Um grupo de ucranianos em motas de água desloca-se no oceano sob um céu negro como breu, visível apenas pela câmara de infravermelhos de um drone que os observa de cima. Abrandam quando se aproximam da costa para evitar serem detetados e apressam-se a chegar a terra firme.

"A Crimeia será ucraniana", diz um dos homens em imagens de vídeo vistas pela CNN após desembarcarem, segurando uma bandeira ucraniana.

Este soldado é conhecido apenas por "Muzykant", que significa "o músico" em inglês. Era um violinista que se tornou soldado das forças especiais da Ucrânia. Muzykant é o líder do batalhão Bratstvo que, juntamente com os serviços secretos de defesa da Ucrânia e outras unidades, levou a cabo a operação de invasão da Crimeia no início deste mês.

"Estava tão cheio de adrenalina", contou Muzykant à CNN, explicando que toda a operação parecia surreal. "Só percebi realmente que tinha estado na Crimeia quando regressámos à nossa base. Apercebi-me que tínhamos completado uma operação colossal."

Essa operação anfíbia, no início de outubro, foi uma infiltração das forças especiais ucranianas no maior reduto da Rússia na Ucrânia ocupada, parte de uma tendência recente que tem visto Kiev aumentar os seus ataques na península. A data e a hora exatas do ataque não foram reveladas.

Muzykant foi um dos dez soldados do batalhão Bratstvo envolvidos no assalto noturno à Crimeia, em cooperação com outras unidades ucranianas - o número total de operacionais é ainda desconhecido. Navegaram por mares agitados em lanchas maiores, antes de mudarem para motas de água de perfil mais baixo quando estavam ao alcance da península. Em seguida, correram em direção à costa, destruiram o equipamento militar russo colocado junto ao mar e regressavam, tudo numa questão de horas.

O objetivo não era apenas sabotar algum do equipamento militar que Moscovo mantém perto da costa, mas também transmitir uma mensagem aos cidadãos ucranianos no território.

"Fizemo-lo para que as pessoas na Ucrânia e na Crimeia ocupada não percam o ânimo e mantenham a fé no regresso da Crimeia à Ucrânia", afirmou Muzykant. As forças russas anexaram ilegalmente a Crimeia em 2014. A península tem uma profunda importância simbólica para o presidente russo Vladimir Putin e é um centro logístico estrategicamente vital para o esforço de guerra do Kremlin.

"Muzykant" disse que acredita que o perigo em que incorre nestas missões vale a pena (Vasco Cotovio/CNN)

Muzykant disse que a perigosa operação exigiu meses de planeamento para preparar os soldados ucranianos para os muitos riscos que iriam enfrentar.

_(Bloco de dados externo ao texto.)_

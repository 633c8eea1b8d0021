//! # 메모리 저장소
//!
//! [`UserDirectory`]와 [`AppointmentStore`]를 프로세스 메모리에 구현합니다.
//! `STORAGE_BACKEND=memory`로 로컬 실행할 때와 테스트에서 사용합니다.
//! 프로세스가 종료되면 데이터는 사라집니다.

use std::collections::HashMap;
use std::sync::{PoisonError, RwLock};
use async_trait::async_trait;
use chrono::NaiveDate;
use mongodb::bson::{oid::ObjectId, DateTime};
use crate::core::errors::AppError;
use crate::domain::entities::appointments::{Appointment, AppointmentStatus};
use crate::domain::entities::users::{ProviderProfile, User};
use crate::repositories::stores::{AppointmentStore, UserDirectory};

/// `RwLock<HashMap>` 기반 저장소
///
/// 두 trait을 모두 구현하므로 하나의 `Arc<InMemoryStore>`를
/// 사용자 디렉터리와 예약 저장소로 함께 주입할 수 있습니다.
#[derive(Default)]
pub struct InMemoryStore {
    users: RwLock<HashMap<String, User>>,
    appointments: RwLock<HashMap<String, Appointment>>,
}

impl InMemoryStore {
    pub fn new() -> Self {
        Self::default()
    }

    fn update_user<F>(&self, id: &str, apply: F) -> Option<User>
    where
        F: FnOnce(&mut User),
    {
        let mut users = self.users.write().unwrap_or_else(PoisonError::into_inner);
        users.get_mut(id).map(|user| {
            apply(user);
            user.updated_at = DateTime::now();
            user.clone()
        })
    }

    fn list_matching<F>(&self, status: Option<&str>, participant: F) -> Vec<Appointment>
    where
        F: Fn(&Appointment) -> bool,
    {
        let appointments = self.appointments.read().unwrap_or_else(PoisonError::into_inner);

        let mut matching: Vec<Appointment> = appointments
            .values()
            .filter(|appointment| participant(appointment))
            .filter(|appointment| status.is_none_or(|status| appointment.status.as_str() == status))
            .cloned()
            .collect();

        matching.sort_by(|a, b| {
            b.date
                .cmp(&a.date)
                .then_with(|| b.created_at.cmp(&a.created_at))
        });
        matching
    }
}

#[async_trait]
impl UserDirectory for InMemoryStore {
    async fn find_by_id(&self, id: &str) -> Result<Option<User>, AppError> {
        let users = self.users.read().unwrap_or_else(PoisonError::into_inner);
        Ok(users.get(id).cloned())
    }

    async fn find_by_email(&self, email: &str) -> Result<Option<User>, AppError> {
        let users = self.users.read().unwrap_or_else(PoisonError::into_inner);
        Ok(users.values().find(|user| user.email == email).cloned())
    }

    async fn create(&self, mut user: User) -> Result<User, AppError> {
        let mut users = self.users.write().unwrap_or_else(PoisonError::into_inner);

        if users.values().any(|existing| existing.email == user.email) {
            return Err(AppError::ConflictError("이미 사용 중인 이메일입니다".to_string()));
        }

        let id = ObjectId::new();
        user.id = Some(id);
        users.insert(id.to_hex(), user.clone());

        Ok(user)
    }

    async fn set_active(&self, id: &str, is_active: bool) -> Result<Option<User>, AppError> {
        Ok(self.update_user(id, |user| user.is_active = is_active))
    }

    async fn save_provider_profile(&self, id: &str, profile: ProviderProfile) -> Result<Option<User>, AppError> {
        Ok(self.update_user(id, |user| user.provider_profile = Some(profile)))
    }
}

#[async_trait]
impl AppointmentStore for InMemoryStore {
    async fn find_by_id(&self, id: &str) -> Result<Option<Appointment>, AppError> {
        let appointments = self.appointments.read().unwrap_or_else(PoisonError::into_inner);
        Ok(appointments.get(id).cloned())
    }

    async fn list_by_client(&self, client_id: &str, status: Option<&str>) -> Result<Vec<Appointment>, AppError> {
        Ok(self.list_matching(status, |appointment| appointment.client_id == client_id))
    }

    async fn list_by_provider(&self, provider_id: &str, status: Option<&str>) -> Result<Vec<Appointment>, AppError> {
        Ok(self.list_matching(status, |appointment| appointment.provider_id == provider_id))
    }

    async fn insert(&self, mut appointment: Appointment) -> Result<Appointment, AppError> {
        let id = ObjectId::new();
        appointment.id = Some(id);

        self.appointments
            .write()
            .unwrap_or_else(PoisonError::into_inner)
            .insert(id.to_hex(), appointment.clone());

        Ok(appointment)
    }

    async fn update_status(&self, id: &str, status: &AppointmentStatus) -> Result<Option<Appointment>, AppError> {
        let mut appointments = self.appointments.write().unwrap_or_else(PoisonError::into_inner);

        Ok(appointments.get_mut(id).map(|appointment| {
            appointment.status = status.clone();
            appointment.updated_at = DateTime::now();
            appointment.clone()
        }))
    }

    async fn find_available_providers(&self, date: NaiveDate) -> Result<Vec<User>, AppError> {
        let users = self.users.read().unwrap_or_else(PoisonError::into_inner);
        let appointments = self.appointments.read().unwrap_or_else(PoisonError::into_inner);

        Ok(users
            .iter()
            .filter(|(_, user)| user.is_matchable_provider())
            .filter(|(id, _)| !appointments.values().any(|appointment| appointment.occupies(id, date)))
            .map(|(_, user)| user.clone())
            .collect())
    }
}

"Enquanto estávamos a desembarcar, o mar estava tempestuoso, as ondas tinham até dois metros de altura", explicou. "Além disso, os navios de guerra russos estavam a patrulhar o mar, os Raptor. Eram quatro, cada um com uma tripulação de 20 soldados russos armados com metralhadoras pesadas e uma arma de 30 milímetros."

Mas o batalhão Bratstvo foi capaz de ultrapassar esses perigos. Chegaram à península e cumpriram a sua missão.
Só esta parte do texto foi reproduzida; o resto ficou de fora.